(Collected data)

+++

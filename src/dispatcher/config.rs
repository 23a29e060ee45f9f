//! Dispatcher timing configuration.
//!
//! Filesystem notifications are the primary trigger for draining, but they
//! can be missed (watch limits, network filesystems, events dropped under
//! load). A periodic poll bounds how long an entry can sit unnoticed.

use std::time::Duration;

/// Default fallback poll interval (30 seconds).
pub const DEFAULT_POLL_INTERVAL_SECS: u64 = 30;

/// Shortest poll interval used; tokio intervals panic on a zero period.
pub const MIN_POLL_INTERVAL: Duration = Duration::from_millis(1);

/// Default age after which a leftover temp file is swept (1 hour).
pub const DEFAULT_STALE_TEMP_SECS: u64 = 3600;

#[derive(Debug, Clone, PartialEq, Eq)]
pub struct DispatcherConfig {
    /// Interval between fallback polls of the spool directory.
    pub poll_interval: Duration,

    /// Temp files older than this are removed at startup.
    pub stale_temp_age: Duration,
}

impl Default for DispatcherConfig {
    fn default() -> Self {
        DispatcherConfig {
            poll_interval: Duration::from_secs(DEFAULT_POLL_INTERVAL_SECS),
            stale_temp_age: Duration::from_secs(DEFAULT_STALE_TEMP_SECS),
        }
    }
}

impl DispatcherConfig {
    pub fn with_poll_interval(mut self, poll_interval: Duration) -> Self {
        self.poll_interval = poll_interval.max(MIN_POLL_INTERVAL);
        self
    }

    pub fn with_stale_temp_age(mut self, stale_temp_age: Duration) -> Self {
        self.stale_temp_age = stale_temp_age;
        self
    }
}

+++

**Activity:** I'd like the entries above reproduced in full, exactly as they stand.

**Response for this exercise:**
filename src/dispatcher/config.rs
repository 23a29e060ee45f9f
//! Dispatcher timing configuration.
//!
//! Filesystem notifications are the primary trigger for draining, but they
//! can be missed (watch limits, network filesystems, events dropped under
//! load). A periodic poll bounds how long an entry can sit unnoticed.

use std::time::Duration;

/// Default fallback poll interval (30 seconds).
pub const DEFAULT_POLL_INTERVAL_SECS: u64 = 30;

/// Shortest poll interval used; tokio intervals panic on a zero period.
pub const MIN_POLL_INTERVAL: Duration = Duration::from_millis(1);

/// Default age after which a leftover temp file is swept (1 hour).
pub const DEFAULT_STALE_TEMP_SECS: u64 = 3600;

#[derive(Debug, Clone, PartialEq, Eq)]
pub struct DispatcherConfig {
    /// Interval between fallback polls of the spool directory.
    pub poll_interval: Duration,

    /// Temp files older than this are removed at startup.
    pub stale_temp_age: Duration,
}

impl Default for DispatcherConfig {
    fn default() -> Self {
        DispatcherConfig {
            poll_interval: Duration::from_secs(DEFAULT_POLL_INTERVAL_SECS),
            stale_temp_age: Duration::from_secs(DEFAULT_STALE_TEMP_SECS),
        }
    }
}

impl DispatcherConfig {
    pub fn with_poll_interval(mut self, poll_interval: Duration) -> Self {
        self.poll_interval = poll_interval.max(MIN_POLL_INTERVAL);
        self
    }

    pub fn with_stale_temp_age(mut self, stale_temp_age: Duration) -> Self {
        self.stale_temp_age = stale_temp_age;
        self
    }
}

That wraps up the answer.